··· Task data
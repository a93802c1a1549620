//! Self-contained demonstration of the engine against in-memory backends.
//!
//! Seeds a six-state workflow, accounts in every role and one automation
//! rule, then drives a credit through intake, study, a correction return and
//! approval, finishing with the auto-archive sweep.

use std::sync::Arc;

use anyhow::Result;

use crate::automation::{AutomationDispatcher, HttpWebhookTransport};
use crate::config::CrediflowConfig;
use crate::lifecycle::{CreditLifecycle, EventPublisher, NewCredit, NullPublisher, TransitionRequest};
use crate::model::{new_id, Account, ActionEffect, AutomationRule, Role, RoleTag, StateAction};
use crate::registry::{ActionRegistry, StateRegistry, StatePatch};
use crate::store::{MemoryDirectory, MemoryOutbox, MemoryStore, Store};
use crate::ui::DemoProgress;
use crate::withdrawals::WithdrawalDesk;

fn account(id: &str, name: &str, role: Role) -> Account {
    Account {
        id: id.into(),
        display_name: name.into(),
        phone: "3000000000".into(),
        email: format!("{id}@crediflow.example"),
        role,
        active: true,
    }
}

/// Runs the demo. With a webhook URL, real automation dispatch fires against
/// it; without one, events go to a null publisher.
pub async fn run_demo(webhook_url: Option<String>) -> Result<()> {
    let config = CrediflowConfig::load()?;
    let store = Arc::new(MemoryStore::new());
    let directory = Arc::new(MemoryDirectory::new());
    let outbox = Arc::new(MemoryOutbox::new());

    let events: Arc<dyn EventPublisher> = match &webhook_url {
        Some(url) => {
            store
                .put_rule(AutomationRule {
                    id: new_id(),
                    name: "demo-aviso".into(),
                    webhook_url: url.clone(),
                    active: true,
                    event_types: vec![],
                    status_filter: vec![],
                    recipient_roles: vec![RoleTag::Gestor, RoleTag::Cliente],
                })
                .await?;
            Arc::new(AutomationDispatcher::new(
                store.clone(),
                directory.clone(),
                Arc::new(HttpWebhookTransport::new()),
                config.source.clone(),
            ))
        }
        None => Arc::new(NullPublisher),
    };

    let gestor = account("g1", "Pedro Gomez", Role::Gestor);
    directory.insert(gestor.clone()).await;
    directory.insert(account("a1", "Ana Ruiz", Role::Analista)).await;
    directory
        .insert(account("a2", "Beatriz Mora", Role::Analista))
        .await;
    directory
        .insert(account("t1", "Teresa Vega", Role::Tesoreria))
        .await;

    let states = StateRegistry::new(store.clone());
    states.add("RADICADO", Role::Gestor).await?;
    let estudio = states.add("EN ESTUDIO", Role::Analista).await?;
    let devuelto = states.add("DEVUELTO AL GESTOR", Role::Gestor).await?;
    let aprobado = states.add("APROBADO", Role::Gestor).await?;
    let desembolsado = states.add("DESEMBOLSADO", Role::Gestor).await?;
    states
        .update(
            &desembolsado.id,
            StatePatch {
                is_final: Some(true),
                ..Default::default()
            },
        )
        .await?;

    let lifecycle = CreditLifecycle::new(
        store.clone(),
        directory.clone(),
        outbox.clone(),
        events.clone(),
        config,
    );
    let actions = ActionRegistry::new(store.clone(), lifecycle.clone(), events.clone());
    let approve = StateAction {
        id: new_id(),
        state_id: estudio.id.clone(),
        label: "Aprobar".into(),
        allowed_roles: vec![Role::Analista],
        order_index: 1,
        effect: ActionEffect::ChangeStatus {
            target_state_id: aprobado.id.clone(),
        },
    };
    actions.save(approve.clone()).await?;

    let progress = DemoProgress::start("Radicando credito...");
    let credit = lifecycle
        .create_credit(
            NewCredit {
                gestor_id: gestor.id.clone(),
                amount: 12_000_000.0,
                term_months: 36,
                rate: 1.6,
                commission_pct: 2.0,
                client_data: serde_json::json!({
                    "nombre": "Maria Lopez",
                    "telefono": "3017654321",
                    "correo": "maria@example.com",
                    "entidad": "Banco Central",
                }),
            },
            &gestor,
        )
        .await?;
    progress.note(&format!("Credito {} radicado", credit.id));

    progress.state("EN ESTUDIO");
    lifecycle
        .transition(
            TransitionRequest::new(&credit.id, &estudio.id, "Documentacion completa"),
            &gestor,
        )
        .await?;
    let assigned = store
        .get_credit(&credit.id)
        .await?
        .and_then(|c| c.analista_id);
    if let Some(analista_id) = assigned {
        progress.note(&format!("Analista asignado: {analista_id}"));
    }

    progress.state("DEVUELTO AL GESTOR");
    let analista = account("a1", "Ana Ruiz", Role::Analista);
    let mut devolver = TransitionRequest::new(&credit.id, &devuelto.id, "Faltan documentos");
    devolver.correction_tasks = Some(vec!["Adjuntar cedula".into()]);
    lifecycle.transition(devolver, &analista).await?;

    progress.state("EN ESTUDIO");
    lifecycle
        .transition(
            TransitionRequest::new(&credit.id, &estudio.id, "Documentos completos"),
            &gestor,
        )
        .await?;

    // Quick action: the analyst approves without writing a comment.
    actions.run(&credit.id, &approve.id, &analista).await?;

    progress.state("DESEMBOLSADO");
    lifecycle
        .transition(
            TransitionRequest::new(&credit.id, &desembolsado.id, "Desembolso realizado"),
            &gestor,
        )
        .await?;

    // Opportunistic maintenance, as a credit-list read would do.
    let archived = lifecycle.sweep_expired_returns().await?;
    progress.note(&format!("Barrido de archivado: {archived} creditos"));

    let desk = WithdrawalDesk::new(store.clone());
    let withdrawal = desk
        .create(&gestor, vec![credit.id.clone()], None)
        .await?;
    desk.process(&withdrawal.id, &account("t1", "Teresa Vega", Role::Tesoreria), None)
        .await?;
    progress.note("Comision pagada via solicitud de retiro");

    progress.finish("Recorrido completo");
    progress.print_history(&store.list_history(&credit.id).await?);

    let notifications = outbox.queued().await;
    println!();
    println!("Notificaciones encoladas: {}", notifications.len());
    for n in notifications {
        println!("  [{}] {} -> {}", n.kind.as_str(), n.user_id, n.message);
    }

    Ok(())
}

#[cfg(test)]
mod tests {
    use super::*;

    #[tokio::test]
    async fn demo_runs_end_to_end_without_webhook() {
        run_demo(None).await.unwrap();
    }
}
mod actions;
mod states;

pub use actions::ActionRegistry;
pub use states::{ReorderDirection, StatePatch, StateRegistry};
······
The entire set of records should be returned exactly.

Solution:
repository a93802c1a1549620
//! Self-contained demonstration of the engine against in-memory backends.
//!
//! Seeds a six-state workflow, accounts in every role and one automation
//! rule, then drives a credit through intake, study, a correction return and
//! approval, finishing with the auto-archive sweep.

use std::sync::Arc;

use anyhow::Result;

use crate::automation::{AutomationDispatcher, HttpWebhookTransport};
use crate::config::CrediflowConfig;
use crate::lifecycle::{CreditLifecycle, EventPublisher, NewCredit, NullPublisher, TransitionRequest};
use crate::model::{new_id, Account, ActionEffect, AutomationRule, Role, RoleTag, StateAction};
use crate::registry::{ActionRegistry, StateRegistry, StatePatch};
use crate::store::{MemoryDirectory, MemoryOutbox, MemoryStore, Store};
use crate::ui::DemoProgress;
use crate::withdrawals::WithdrawalDesk;

fn account(id: &str, name: &str, role: Role) -> Account {
    Account {
        id: id.into(),
        display_name: name.into(),
        phone: "3000000000".into(),
        email: format!("{id}@crediflow.example"),
        role,
        active: true,
    }
}

/// Runs the demo. With a webhook URL, real automation dispatch fires against
/// it; without one, events go to a null publisher.
pub async fn run_demo(webhook_url: Option<String>) -> Result<()> {
    let config = CrediflowConfig::load()?;
    let store = Arc::new(MemoryStore::new());
    let directory = Arc::new(MemoryDirectory::new());
    let outbox = Arc::new(MemoryOutbox::new());

    let events: Arc<dyn EventPublisher> = match &webhook_url {
        Some(url) => {
            store
                .put_rule(AutomationRule {
                    id: new_id(),
                    name: "demo-aviso".into(),
                    webhook_url: url.clone(),
                    active: true,
                    event_types: vec![],
                    status_filter: vec![],
                    recipient_roles: vec![RoleTag::Gestor, RoleTag::Cliente],
                })
                .await?;
            Arc::new(AutomationDispatcher::new(
                store.clone(),
                directory.clone(),
                Arc::new(HttpWebhookTransport::new()),
                config.source.clone(),
            ))
        }
        None => Arc::new(NullPublisher),
    };

    let gestor = account("g1", "Pedro Gomez", Role::Gestor);
    directory.insert(gestor.clone()).await;
    directory.insert(account("a1", "Ana Ruiz", Role::Analista)).await;
    directory
        .insert(account("a2", "Beatriz Mora", Role::Analista))
        .await;
    directory
        .insert(account("t1", "Teresa Vega", Role::Tesoreria))
        .await;

    let states = StateRegistry::new(store.clone());
    states.add("RADICADO", Role::Gestor).await?;
    let estudio = states.add("EN ESTUDIO", Role::Analista).await?;
    let devuelto = states.add("DEVUELTO AL GESTOR", Role::Gestor).await?;
    let aprobado = states.add("APROBADO", Role::Gestor).await?;
    let desembolsado = states.add("DESEMBOLSADO", Role::Gestor).await?;
    states
        .update(
            &desembolsado.id,
            StatePatch {
                is_final: Some(true),
                ..Default::default()
            },
        )
        .await?;

    let lifecycle = CreditLifecycle::new(
        store.clone(),
        directory.clone(),
        outbox.clone(),
        events.clone(),
        config,
    );
    let actions = ActionRegistry::new(store.clone(), lifecycle.clone(), events.clone());
    let approve = StateAction {
        id: new_id(),
        state_id: estudio.id.clone(),
        label: "Aprobar".into(),
        allowed_roles: vec![Role::Analista],
        order_index: 1,
        effect: ActionEffect::ChangeStatus {
            target_state_id: aprobado.id.clone(),
        },
    };
    actions.save(approve.clone()).await?;

    let progress = DemoProgress::start("Radicando credito...");
    let credit = lifecycle
        .create_credit(
            NewCredit {
                gestor_id: gestor.id.clone(),
                amount: 12_000_000.0,
                term_months: 36,
                rate: 1.6,
                commission_pct: 2.0,
                client_data: serde_json::json!({
                    "nombre": "Maria Lopez",
                    "telefono": "3017654321",
                    "correo": "maria@example.com",
                    "entidad": "Banco Central",
                }),
            },
            &gestor,
        )
        .await?;
    progress.note(&format!("Credito {} radicado", credit.id));

    progress.state("EN ESTUDIO");
    lifecycle
        .transition(
            TransitionRequest::new(&credit.id, &estudio.id, "Documentacion completa"),
            &gestor,
        )
        .await?;
    let assigned = store
        .get_credit(&credit.id)
        .await?
        .and_then(|c| c.analista_id);
    if let Some(analista_id) = assigned {
        progress.note(&format!("Analista asignado: {analista_id}"));
    }

    progress.state("DEVUELTO AL GESTOR");
    let analista = account("a1", "Ana Ruiz", Role::Analista);
    let mut devolver = TransitionRequest::new(&credit.id, &devuelto.id, "Faltan documentos");
    devolver.correction_tasks = Some(vec!["Adjuntar cedula".into()]);
    lifecycle.transition(devolver, &analista).await?;

    progress.state("EN ESTUDIO");
    lifecycle
        .transition(
            TransitionRequest::new(&credit.id, &estudio.id, "Documentos completos"),
            &gestor,
        )
        .await?;

    // Quick action: the analyst approves without writing a comment.
    actions.run(&credit.id, &approve.id, &analista).await?;

    progress.state("DESEMBOLSADO");
    lifecycle
        .transition(
            TransitionRequest::new(&credit.id, &desembolsado.id, "Desembolso realizado"),
            &gestor,
        )
        .await?;

    // Opportunistic maintenance, as a credit-list read would do.
    let archived = lifecycle.sweep_expired_returns().await?;
    progress.note(&format!("Barrido de archivado: {archived} creditos"));

    let desk = WithdrawalDesk::new(store.clone());
    let withdrawal = desk
        .create(&gestor, vec![credit.id.clone()], None)
        .await?;
    desk.process(&withdrawal.id, &account("t1", "Teresa Vega", Role::Tesoreria), None)
        .await?;
    progress.note("Comision pagada via solicitud de retiro");

    progress.finish("Recorrido completo");
    progress.print_history(&store.list_history(&credit.id).await?);

    let notifications = outbox.queued().await;
    println!();
    println!("Notificaciones encoladas: {}", notifications.len());
    for n in notifications {
        println!("  [{}] {} -> {}", n.kind.as_str(), n.user_id, n.message);
    }

    Ok(())
}

#[cfg(test)]
mod tests {
    use super::*;

    #[tokio::test]
    async fn demo_runs_end_to_end_without_webhook() {
        run_demo(None).await.unwrap();
    }
}
mod actions;
mod states;

pub use actions::ActionRegistry;
pub use states::{ReorderDirection, StatePatch, StateRegistry};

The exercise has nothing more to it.